Data supplied >>
....................
//! Messages posted onto the engine loop from other threads.
//!
//! Watchers and worker jobs never touch engine state. They send a
//! [`Command`] and `Engine::tick` applies it on the loop thread.

use std::path::PathBuf;

use chrono::NaiveDateTime;

use crate::effects::EventType;
use crate::error::MediaError;

#[derive(Debug, Clone, PartialEq)]
pub enum Command {
    Start,
    Stop,
    /// Panic hotkey pressed. Guards are applied on the loop.
    Panic,
    /// Local wall-clock reading from the time-window watcher.
    ClockCheck(NaiveDateTime),
    /// Manual firing, as from a tray menu.
    Trigger { event: EventType, strict: bool },
    /// Result of a background audio extraction.
    AudioReady {
        epoch: u64,
        video: PathBuf,
        audio: Result<PathBuf, MediaError>,
    },
}

pub type CommandSender = crossbeam_channel::Sender<Command>;
pub type CommandReceiver = crossbeam_channel::Receiver<Command>;

pub fn channel() -> (CommandSender, CommandReceiver) {
    crossbeam_channel::unbounded()
}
....................
Your assignment >> Give all of the lines above again, exactly as they are.

Answer section >>
//! Messages posted onto the engine loop from other threads.
//!
//! Watchers and worker jobs never touch engine state. They send a
//! [`Command`] and `Engine::tick` applies it on the loop thread.

use std::path::PathBuf;

use chrono::NaiveDateTime;

use crate::effects::EventType;
use crate::error::MediaError;

#[derive(Debug, Clone, PartialEq)]
pub enum Command {
    Start,
    Stop,
    /// Panic hotkey pressed. Guards are applied on the loop.
    Panic,
    /// Local wall-clock reading from the time-window watcher.
    ClockCheck(NaiveDateTime),
    /// Manual firing, as from a tray menu.
    Trigger { event: EventType, strict: bool },
    /// Result of a background audio extraction.
    AudioReady {
        epoch: u64,
        video: PathBuf,
        audio: Result<PathBuf, MediaError>,
    },
}

pub type CommandSender = crossbeam_channel::Sender<Command>;
pub type CommandReceiver = crossbeam_channel::Receiver<Command>;

pub fn channel() -> (CommandSender, CommandReceiver) {
    crossbeam_channel::unbounded()
}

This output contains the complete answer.